:: ASSIGNMENT ::
Report each line of the data below in which "struct" appears.

(Data items)
use crate::ChannelAdapter;
use crate::discord_embeds::render_reply;
use crate::discord_slash::{context_from, invocation_from};
use async_trait::async_trait;
use gwscan_commands::CommandDispatcher;
use serenity::all::{CreateInteractionResponse, Interaction};
use serenity::model::gateway::Ready;
use serenity::prelude::*;
use tracing::{error, info};

struct Handler {
    dispatcher: CommandDispatcher,
}

#[async_trait]
impl EventHandler for Handler {
    // serenity runs every event on its own task, so invocations never wait
    // on each other.
    async fn interaction_create(&self, ctx: Context, interaction: Interaction) {
        let Interaction::Command(command) = interaction else {
            return;
        };

        let invocation = invocation_from(&command);
        let context = context_from(&command);

        let Some(reply) = self.dispatcher.dispatch(&context, &invocation).await else {
            return;
        };

        let response = CreateInteractionResponse::Message(render_reply(&reply));
        if let Err(e) = command.create_response(&ctx.http, response).await {
            error!(command = %invocation.name, error = ?e, "Error sending interaction response");
        }
    }

    async fn ready(&self, _: Context, ready: Ready) {
        info!("{} is connected!", ready.user.name);
    }
}

pub struct DiscordAdapter {
    token: String,
}

impl DiscordAdapter {
    pub fn new(token: String) -> Self {
        Self { token }
    }
}

#[async_trait]
impl ChannelAdapter for DiscordAdapter {
    fn name(&self) -> &str { "discord" }

    async fn start(&self, dispatcher: CommandDispatcher) -> anyhow::Result<()> {
        info!(commands = dispatcher.registry().len(), "Starting Discord adapter");

        let intents = GatewayIntents::GUILDS;

        let mut client = Client::builder(&self.token, intents)
            .event_handler(Handler { dispatcher })
            .await?;

        if let Err(why) = client.start().await {
            error!("Client error: {:?}", why);
            anyhow::bail!("Discord client error: {:?}", why);
        }

        Ok(())
    }
}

:: EXPECTED OUTPUT ::
struct Handler {
pub struct DiscordAdapter {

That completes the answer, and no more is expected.